◆ Work instructions ◆
Scan the records for "already". Show the matching lines.

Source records
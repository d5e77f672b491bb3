use std::path::PathBuf;

use anyhow::{Context, Result};
use clap::Parser;
use tracing::warn;
use tracing_subscriber::EnvFilter;

use connect_four::config::{AppConfig, BoardSize};
use connect_four::game::{Engine, GameStatus};

/// Replay a sequence of Connect Four moves and print the resulting board.
#[derive(Parser)]
#[command(name = "connect-four", about = "Replay Connect Four moves")]
struct Cli {
    /// Path to TOML configuration file
    #[arg(long, default_value = "connect_four.toml")]
    config: PathBuf,

    /// Board size preset: 8x5, 10x6 or 12x7 (columns x rows)
    #[arg(long)]
    size: Option<BoardSize>,

    /// Override number of rows
    #[arg(long)]
    rows: Option<usize>,

    /// Override number of columns
    #[arg(long)]
    columns: Option<usize>,

    /// Zero-based columns to drop into, alternating players starting with Red
    #[arg(allow_negative_numbers = true)]
    moves: Vec<i64>,
}

fn main() -> Result<()> {
    tracing_subscriber::fmt()
        .with_env_filter(EnvFilter::try_from_default_env().unwrap_or_else(|_| "info".into()))
        .with_writer(std::io::stderr)
        .init();

    let cli = Cli::parse();

    let mut app_config = AppConfig::load_or_default(&cli.config)
        .with_context(|| format!("loading config from {}", cli.config.display()))?;

    // Apply CLI overrides
    if let Some(size) = cli.size {
        app_config.board = size.config();
    }
    if let Some(rows) = cli.rows {
        app_config.board.rows = rows;
    }
    if let Some(columns) = cli.columns {
        app_config.board.columns = columns;
    }
    app_config.validate().context("invalid board size")?;

    let mut engine = Engine::from_config(&app_config.board);
    for (turn, &column) in cli.moves.iter().enumerate() {
        if let Err(err) = engine.apply_move(column) {
            warn!(turn = turn + 1, column, %err, "skipping move");
        }
    }

    println!("{}", engine.board());
    match engine.status() {
        GameStatus::Won { winner, line } => {
            let cells: Vec<String> = line
                .cells()
                .iter()
                .map(|c| format!("({}, {})", c.row, c.col))
                .collect();
            println!("{winner} wins: {}", cells.join(" "));
        }
        GameStatus::Draw => println!("Draw"),
        GameStatus::InProgress => {
            println!("In progress, {} to move", engine.current_player());
        }
    }

    Ok(())
}
use std::path::PathBuf;

/// Reasons a move is rejected. A rejected move never changes the game.
#[derive(Debug, Clone, PartialEq, Eq, thiserror::Error)]
pub enum MoveError {
    #[error("column is out of range (board has {columns} columns)")]
    InvalidColumn { columns: usize },

    #[error("column {0} is full")]
    ColumnFull(usize),

    #[error("game is already over")]
    GameOver,
}

/// Errors that can occur when loading configuration.
#[derive(Debug, thiserror::Error)]
pub enum ConfigError {
    #[error("failed to read config file {path}: {source}")]
    FileRead {
        path: PathBuf,
        source: std::io::Error,
    },

    #[error("failed to parse TOML: {0}")]
    TomlParse(#[from] toml::de::Error),

    #[error("config validation error: {0}")]
    Validation(String),

    #[error("unknown board size '{0}' (expected one of 8x5, 10x6, 12x7)")]
    UnknownPreset(String),
}

#[cfg(test)]
mod tests {
    use super::*;

    #[test]
    fn test_move_error_display() {
        assert_eq!(
            MoveError::InvalidColumn { columns: 7 }.to_string(),
            "column is out of range (board has 7 columns)"
        );
        assert_eq!(MoveError::ColumnFull(3).to_string(), "column 3 is full");
        assert_eq!(MoveError::GameOver.to_string(), "game is already over");
    }

    #[test]
    fn test_config_error_display() {
        let err = ConfigError::Validation("board.rows must be >= 4".to_string());
        assert_eq!(
            err.to_string(),
            "config validation error: board.rows must be >= 4"
        );
    }

    #[test]
    fn test_unknown_preset_display() {
        let err = ConfigError::UnknownPreset("9x9".to_string());
        assert_eq!(
            err.to_string(),
            "unknown board size '9x9' (expected one of 8x5, 10x6, 12x7)"
        );
    }
}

◆ Exercise answer ◆
    #[error("game is already over")]
        assert_eq!(MoveError::GameOver.to_string(), "game is already over");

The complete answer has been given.